On October 28th, I ran my last competitive ultramarathon. I won’t say that I’ll never run an ultramarathon again–never say never, they say–but I can say with certainty that I’ll never again race an ultramarathon competitively. 

To race an ultramarathon competitively is to demand a very high level of focus and commitment for days, then weeks, then months in training, and then all at once for hours and hours on race day. It has been, far and away, the most difficult thing I’ve ever done, every time. 

In trying to be your best at running really far, your entire life is structured around running. Each morning you wake up with a grueling number of miles on the schedule. You limber up, caffeinate, consume calories and, above all else, mentally prepare for the ensuing physical challenge. The training runs are physically exhausting, though the level of exhaustion ranges based on the exact duration and intensity that day. The mental exhaustion is perhaps more pronounced: You must temper the pre-run anxiety, hone the in-run focus, and digest and assess the degree of execution post-run. Then you need to eat well and hydrate and rest as much as possible before getting to bed early so that you can do it all over again. 

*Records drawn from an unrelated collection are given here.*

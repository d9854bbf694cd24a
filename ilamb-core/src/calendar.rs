//! CF time units and calendar conversion.
//!
//! Every time axis is converted on read to days since 1850-01-01 on a
//! 365-day ("noleap") calendar, so that series from models with different
//! calendars and reference dates can be compared directly.

use std::sync::LazyLock;

use chrono::{Datelike, NaiveDate, NaiveDateTime, TimeDelta, Timelike};
use regex::Regex;

use crate::errors::{IlambError, IlambResult};

/// Year of day zero of the model time axis.
pub const REFERENCE_YEAR: i32 = 1850;

/// Days in a model year.
pub const DAYS_PER_YEAR: f64 = 365.0;

/// Units string written for model time axes.
pub const TIME_UNITS: &str = "days since 1850-01-01 00:00:00";

/// Calendar name written for model time axes.
pub const TIME_CALENDAR: &str = "noleap";

/// Month boundaries of a 365-day year, in days from January 1st.
pub const MONTH_BOUNDARIES: [f64; 13] = [
    0.0, 31.0, 59.0, 90.0, 120.0, 151.0, 181.0, 212.0, 243.0, 273.0, 304.0, 334.0, 365.0,
];

static TIME_UNITS_RE: LazyLock<Regex> = LazyLock::new(|| {
    Regex::new(
        r"^\s*(\w+)\s+since\s+(-?\d{1,4})-(\d{1,2})-(\d{1,2})(?:[ T]+(\d{1,2}):(\d{1,2})(?::(\d{1,2}(?:\.\d*)?))?)?",
    )
    .expect("time units pattern is valid")
});

/// Calendars understood by the reader.
#[derive(Debug, Clone, Copy, PartialEq, Eq)]
pub enum Calendar {
    /// `noleap` / `365_day`
    NoLeap,
    /// `all_leap` / `366_day`
    AllLeap,
    /// `360_day`
    Day360,
    /// `standard`, `gregorian`, `proleptic_gregorian`, `julian`
    Gregorian,
}

impl Calendar {
    /// Parses a CF calendar attribute. Absent or unrecognised calendars are
    /// read as Gregorian, the CF default.
    pub fn parse(name: Option<&str>) -> Self {
        match name.map(|n| n.trim().to_ascii_lowercase()).as_deref() {
            Some("noleap" | "365_day" | "no_leap") => Self::NoLeap,
            Some("all_leap" | "366_day") => Self::AllLeap,
            Some("360_day") => Self::Day360,
            _ => Self::Gregorian,
        }
    }

    fn days_per_year(self) -> f64 {
        match self {
            Self::NoLeap | Self::Gregorian => 365.0,
            Self::AllLeap => 366.0,
            Self::Day360 => 360.0,
        }
    }

    /// Day of year (from zero) of a month/day pair in a fixed-length calendar.
    fn day_of_year(self, month: u32, day: u32) -> f64 {
        let m = (month.clamp(1, 12) - 1) as usize;
        let d = f64::from(day.max(1) - 1);
        match self {
            Self::Day360 => m as f64 * 30.0 + d,
            Self::AllLeap => MONTH_BOUNDARIES[m] + if m >= 2 { 1.0 } else { 0.0 } + d,
            Self::NoLeap | Self::Gregorian => MONTH_BOUNDARIES[m] + d,
        }
    }
}

/// A parsed `<unit> since <date>` time specification.
#[derive(Debug, Clone, PartialEq)]
pub struct TimeUnits {
    /// Length of one unit in days.
    unit_days: f64,
    reference: NaiveDateTime,
    /// Year, month and day exactly as written in the units string.
    reference_fields: (i32, u32, u32),
    calendar: Calendar,
}

impl TimeUnits {
    pub fn parse(units: &str, calendar: Option<&str>) -> IlambResult<Self> {
        let caps = TIME_UNITS_RE
            .captures(units)
            .ok_or_else(|| IlambError::TimeUnits(units.to_string()))?;

        let unit_days = match caps[1].to_ascii_lowercase().as_str() {
            "days" | "day" | "d" => 1.0,
            "hours" | "hour" | "hrs" | "hr" | "h" => 1.0 / 24.0,
            "minutes" | "minute" | "mins" | "min" => 1.0 / 1440.0,
            "seconds" | "second" | "secs" | "sec" | "s" => 1.0 / 86400.0,
            _ => return Err(IlambError::TimeUnits(units.to_string())),
        };

        let bad = || IlambError::TimeUnits(units.to_string());
        let year: i32 = caps[2].parse().map_err(|_| bad())?;
        let month: u32 = caps[3].parse().map_err(|_| bad())?;
        let day: u32 = caps[4].parse().map_err(|_| bad())?;
        let hour: u32 = caps.get(5).map_or(Ok(0), |m| m.as_str().parse()).map_err(|_| bad())?;
        let minute: u32 = caps.get(6).map_or(Ok(0), |m| m.as_str().parse()).map_err(|_| bad())?;
        let second: f64 = caps
            .get(7)
            .map_or(Ok(0.0), |m| m.as_str().parse())
            .map_err(|_| bad())?;

        // 360-day calendars have a 30th of February, which chrono rejects.
        // The datetime only feeds Gregorian arithmetic and the time of day.
        let date = NaiveDate::from_ymd_opt(year, month, day)
            .or_else(|| NaiveDate::from_ymd_opt(year, month, 28))
            .ok_or_else(bad)?;
        let reference = date.and_hms_opt(hour, minute, 0).ok_or_else(bad)?
            + TimeDelta::milliseconds((second * 1000.0).round() as i64);

        Ok(Self {
            unit_days,
            reference,
            reference_fields: (year, month, day),
            calendar: Calendar::parse(calendar),
        })
    }

    pub fn calendar(&self) -> Calendar {
        self.calendar
    }

    /// Converts a raw time value to days since 1850-01-01 (noleap).
    ///
    /// # Errors
    ///
    /// [`IlambError::TimeUnits`] for non-finite values and for values that
    /// fall outside the representable date range, such as fill values left
    /// in unwritten time slots.
    pub fn to_model_days(&self, value: f64) -> IlambResult<f64> {
        let out_of_range = || IlambError::TimeUnits(format!("time value {value} is out of range"));
        if !value.is_finite() {
            return Err(out_of_range());
        }
        let offset = value * self.unit_days;
        match self.calendar {
            Calendar::NoLeap => Ok(self.reference_fixed_days() + offset),
            Calendar::AllLeap | Calendar::Day360 => {
                let length = self.calendar.days_per_year();
                let t = self.reference_fixed_days() + offset;
                let year = (t / length).floor();
                let doy = t - year * length;
                Ok(year * DAYS_PER_YEAR + doy * DAYS_PER_YEAR / length)
            }
            Calendar::Gregorian => {
                let millis = (offset * 86_400_000.0).round();
                if millis.abs() >= i64::MAX as f64 {
                    return Err(out_of_range());
                }
                let when = TimeDelta::try_milliseconds(millis as i64)
                    .and_then(|delta| self.reference.checked_add_signed(delta))
                    .ok_or_else(out_of_range)?;
                Ok(noleap_days(&when))
            }
        }
    }

    /// Reference date as days since 1850 within this fixed-length calendar.
    fn reference_fixed_days(&self) -> f64 {
        let (year, month, day) = self.reference_fields;
        f64::from(year - REFERENCE_YEAR) * self.calendar.days_per_year()
            + self.calendar.day_of_year(month, day)
            + day_fraction(&self.reference)
    }
}

fn day_fraction(when: &NaiveDateTime) -> f64 {
    f64::from(when.num_seconds_from_midnight()) / 86400.0
        + f64::from(when.nanosecond()) / 86_400e9
}

/// Days since 1850-01-01 on the noleap calendar for a Gregorian datetime.
/// February 29th folds onto March 1st.
fn noleap_days(when: &NaiveDateTime) -> f64 {
    f64::from(when.year() - REFERENCE_YEAR) * DAYS_PER_YEAR
        + Calendar::NoLeap.day_of_year(when.month(), when.day())
        + day_fraction(when)
}

/// Time shift in days for a model-year remapping.
///
/// `(y0, yf)` maps model year `y0` onto `yf`; any slice that is not exactly
/// two years long means no shift.
pub fn model_year_shift(model_year: &[i32]) -> f64 {
    match model_year {
        [y0, yf] => f64::from(yf - y0) * DAYS_PER_YEAR,
        _ => 0.0,
    }
}

/// Builds bounds for a time axis that has none, splitting at midpoints and
/// mirroring the first and last half-steps.
pub fn bounds_from_midpoints(times: &[f64]) -> Vec<[f64; 2]> {
    match times.len() {
        0 => Vec::new(),
        1 => vec![[times[0] - 0.5, times[0] + 0.5]],
        n => {
            let mut edges = Vec::with_capacity(n + 1);
            edges.push(times[0] - 0.5 * (times[1] - times[0]));
            edges.extend(times.windows(2).map(|w| 0.5 * (w[0] + w[1])));
            edges.push(times[n - 1] + 0.5 * (times[n - 1] - times[n - 2]));
            edges.windows(2).map(|w| [w[0], w[1]]).collect()
        }
    }
}

#[cfg(test)]
mod tests {
    use super::*;
    use approx::assert_relative_eq;

    #[test]
    fn test_noleap_reference_1850() {
        let units = TimeUnits::parse("days since 1850-01-01", Some("noleap")).unwrap();
        assert_eq!(units.to_model_days(15.5).unwrap(), 15.5);
    }

    #[test]
    fn test_noleap_later_reference() {
        let units = TimeUnits::parse("days since 2000-03-01 00:00:00", Some("365_day")).unwrap();
        let expected = 150.0 * 365.0 + 59.0;
        assert_relative_eq!(units.to_model_days(0.0).unwrap(), expected);
    }

    #[test]
    fn test_hours_since() {
        let units = TimeUnits::parse("hours since 1850-01-02 12:00", Some("noleap")).unwrap();
        assert_relative_eq!(units.to_model_days(12.0).unwrap(), 2.0);
    }

    #[test]
    fn test_gregorian_skips_leap_days() {
        // 1852 is a leap year; 366 Gregorian days after 1852-01-01 is
        // 1853-01-01, which is exactly 3 noleap years after 1850.
        let units = TimeUnits::parse("days since 1852-01-01", Some("gregorian")).unwrap();
        assert_relative_eq!(units.to_model_days(366.0).unwrap(), 3.0 * 365.0);
    }

    #[test]
    fn test_360_day_calendar() {
        let units = TimeUnits::parse("days since 1850-01-01", Some("360_day")).unwrap();
        // Mid-year in a 360-day calendar is mid-year in the model calendar.
        assert_relative_eq!(units.to_model_days(180.0).unwrap(), 182.5);
        assert_relative_eq!(units.to_model_days(360.0).unwrap(), 365.0);
    }

    #[test]
    fn test_360_day_reference_on_february_30th() {
        let units = TimeUnits::parse("days since 1850-02-30", Some("360_day")).unwrap();
        assert_relative_eq!(units.to_model_days(0.0).unwrap(), 59.0 * 365.0 / 360.0);
    }

    #[test]
    fn test_fill_value_times_are_an_error() {
        let units = TimeUnits::parse("days since 1850-01-01", Some("standard")).unwrap();
        assert!(matches!(
            units.to_model_days(9.969209968386869e36),
            Err(IlambError::TimeUnits(_))
        ));
        assert!(units.to_model_days(f64::NAN).is_err());

        let noleap = TimeUnits::parse("days since 1850-01-01", Some("noleap")).unwrap();
        assert!(noleap.to_model_days(f64::INFINITY).is_err());
    }

    #[test]
    fn test_unsupported_units() {
        assert!(matches!(
            TimeUnits::parse("months since 1850-01-01", None),
            Err(IlambError::TimeUnits(_))
        ));
        assert!(TimeUnits::parse("kelvin", None).is_err());
    }

    #[test]
    fn test_model_year_shift() {
        assert_eq!(model_year_shift(&[1850, 1900]), 50.0 * 365.0);
        assert_eq!(model_year_shift(&[]), 0.0);
        assert_eq!(model_year_shift(&[1850]), 0.0);
        assert_eq!(model_year_shift(&[1850, 1900, 1950]), 0.0);
    }

    #[test]
    fn test_bounds_from_midpoints() {
        let bounds = bounds_from_midpoints(&[15.0, 45.0, 75.0]);
        assert_eq!(bounds, vec![[0.0, 30.0], [30.0, 60.0], [60.0, 90.0]]);
    }
}
//! Variable-availability report.
//!
//! For every model and confrontation, shows whether the model output holds
//! the variables the confrontation needs.

use crossterm::style::{Color, Stylize};
use ilamb_core::confrontation::{Confrontation, Requirement};
use ilamb_core::ModelResult;

/// Availability of one confrontation's variables in one model.
#[derive(Debug, Clone, PartialEq)]
pub struct ReportLine {
    pub confrontation: String,
    pub model: String,
    pub color: [u8; 3],
    pub requirement: Requirement,
    /// Each required variable and whether the model has it.
    pub variables: Vec<(String, bool)>,
    pub satisfied: bool,
}

impl ReportLine {
    pub fn new(model: &ModelResult, confrontation: &Confrontation) -> Self {
        let requirement = confrontation.requirement();
        let variables = requirement
            .names()
            .iter()
            .map(|name| (name.clone(), model.has_variable(name)))
            .collect();
        let satisfied = requirement.is_satisfied(|name| model.has_variable(name));
        Self {
            confrontation: confrontation.longname.clone(),
            model: model.name.clone(),
            color: model.color,
            requirement,
            variables,
            satisfied,
        }
    }

    /// The line as printed, with terminal colours.
    pub fn render(&self) -> String {
        let [r, g, b] = self.color;
        let model = format!("{:<20}", self.model).with(Color::Rgb { r, g, b });
        let marker = if self.satisfied {
            "present".green().bold()
        } else {
            "missing".red().bold()
        };
        let variables = self
            .variables
            .iter()
            .map(|(name, present)| {
                if *present {
                    name.as_str().green().to_string()
                } else {
                    name.as_str().red().to_string()
                }
            })
            .collect::<Vec<_>>()
            .join(format!(" {} ", self.requirement.conjunction()).as_str());
        format!("{:>45} {model} {marker} {variables}", self.confrontation)
    }
}

/// One line per (model, confrontation) pair, models outermost.
pub fn report(models: &[ModelResult], confrontations: &[Confrontation]) -> Vec<ReportLine> {
    models
        .iter()
        .flat_map(|model| confrontations.iter().map(move |c| ReportLine::new(model, c)))
        .collect()
}

#[cfg(test)]
mod tests {
    use super::*;
    use std::path::PathBuf;

    fn confrontation(variable: &str, alternates: &[&str], derived: Option<&str>) -> Confrontation {
        Confrontation {
            name: "Bench".to_string(),
            longname: format!("Group/{variable}"),
            variable: variable.to_string(),
            alternate_vars: alternates.iter().map(|s| s.to_string()).collect(),
            derived: derived.map(str::to_string),
            source: None,
            weight: 1.0,
            output_path: PathBuf::from("_build/Group/Bench"),
        }
    }

    fn model_with(variables: &[&str]) -> ModelResult {
        let dir = tempfile::TempDir::new().unwrap();
        let mut model =
            ModelResult::new(dir.path(), "CLM", &ilamb_core::ModelOptions::default()).unwrap();
        for v in variables {
            model.variables.insert(v.to_string(), vec![PathBuf::from("x.nc")]);
        }
        model
    }

    #[test]
    fn test_any_of_highlights_present_variable() {
        let model = model_with(&["gpp"]);
        let line = ReportLine::new(&model, &confrontation("gpp", &["nee"], None));
        assert!(line.satisfied);
        assert_eq!(
            line.variables,
            vec![("gpp".to_string(), true), ("nee".to_string(), false)]
        );
        let rendered = line.render();
        assert!(rendered.contains("Group/gpp"));
        assert!(rendered.contains(" or "));
    }

    #[test]
    fn test_all_of_needs_every_variable() {
        let model = model_with(&["tas"]);
        let line = ReportLine::new(&model, &confrontation("x", &[], Some("tas * pr")));
        assert!(!line.satisfied);
        assert_eq!(line.requirement, Requirement::AllOf(vec!["tas".into(), "pr".into()]));
        assert!(line.render().contains(" and "));
    }

    #[test]
    fn test_report_covers_every_pair() {
        let models = vec![model_with(&["tas"]), model_with(&[])];
        let confrontations = vec![confrontation("tas", &[], None), confrontation("pr", &[], None)];
        let lines = report(&models, &confrontations);
        assert_eq!(lines.len(), 4);
        assert_eq!(
            lines.iter().map(|l| l.satisfied).collect::<Vec<_>>(),
            vec![true, false, false, false]
        );
    }
}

Race day finally arrives and you pour everything you have–the mental fortitude, the physical strength–from training into a finite amount of time, accessing and emptying every last drop of energy within yourself. The demands are so extreme and the timeline so elongated–even a short ultramarathon requires three hours of continuous focus and exertion–that, if you’re like me, you’ll awake in the middle of the night, for several consecutive nights after the race, shivering in a cold sweat as your adrenal glands try to coax your body back into equilibrium.

You take a few days or a week or, on rare occasions, a few weeks to rest and recover from the effort. Then, you forget about that race and focus on the next one and go through the same cycle again. With few exceptions, that was my life for twelve years as I tried to compete to the best of my ability at ultramarathons.

Sport in general, and ultrarunning in particular, is one of the few arenas in which life becomes simple, linear, and fair. 

When your entire existence is built around running as fast as you can from a start line to a finish line, life becomes very simple. There is beauty in that simplicity. 

The evolution of a training block is often linear: You run a certain workout first so that you can build toward another workout, and that second workout puts you in a position to complete an even more difficult third workout, and so on. You complete an 18-mile training run so that you can then cover 20 miles the next week, and that 20-mile run prepares you for a 24-mile run the following week, and so on. There is reassurance in that linear trajectory. 

You reap what you sow and eat what you kill and the harder you work, the better you get. The arena of sport–with its clear rules and guaranteed outcomes–is as close to a meritocracy as possible. The first person across the line will win and that person is therefore the best runner in that moment and place in time. The final person across the line is last and that person is therefore the worst in that moment and place in time. There is comfort in that symmetry and objectivity. 

But a life devoted to a single objective is beautiful only insofar as your motivations and desires to pursue that objective remain steadfast. When you begin to consciously consider and question that objective–dare I say, measure it, in a sense–the gig is up.

What I’m saying is that I’ll never again run ultramarathons competitively because I’ve lost the ability to doggedly, stubbornly and blindly pursue success in running. Rather, I find myself appreciating and celebrating what I have accomplished. 

But to race competitively you can’t ever rest on your laurels. Instead, you have to devote your life to a single cause without consciously considering the results of your labor. You have to pour everything you have into achieving an end without being affected–positively or negatively–by that end. You have to want a result so fervently that you’re willing to do anything to get it while at the same time not thinking about the outcome at all. It means that you have to sacrifice practically everything in your life to succeed in a race and then, if you’ve won, but especially if you’ve lost, you have to forget that it ever happened. Although you might briefly celebrate the success or lament the failure, you have to proceed as if nothing has changed. You need to have a what-have-you-done-lately mentality, where “lately” is right now in this present moment. That allows you to retain the simple, linear, and fair worldview that keeps you hungry and gets you back to work.

For the sake of trying to explain the same thing in a different way for the fifth time, I’ll simply say that to succeed in practically anything, and especially ultrarunning, you have to be in a state of superposition. Should you ever measure the success of your results, you’ll find yourself in a single state: Complacency. If you become satisfied with what you’ve achieved, it becomes harder to achieve again.

At the highest level of competition, or even to just get the most out of yourself–wherever that puts you in a competition–there is simply no place for contentment. 

And yet I find myself content. It’s as though I’ve been materially changed.

There was a time when I thought I would never cease to race competitively. Superposition has that kind of hold: When you’re singularly committed to an outcome while operating independently of that outcome, you’re unable to envision a world where you don’t continue on that same course. 

Yet every athlete in the history of existence will eventually retire from her post, due to physical limitations or poor performance or even death. What you do in the face of that, you have to decide for yourself. I’ve decided to retire from racing ultramarathons.

Whatever you do, never give up your dreams, as long as they remain your dreams. Anything worth committing to at all is worth committing to fully.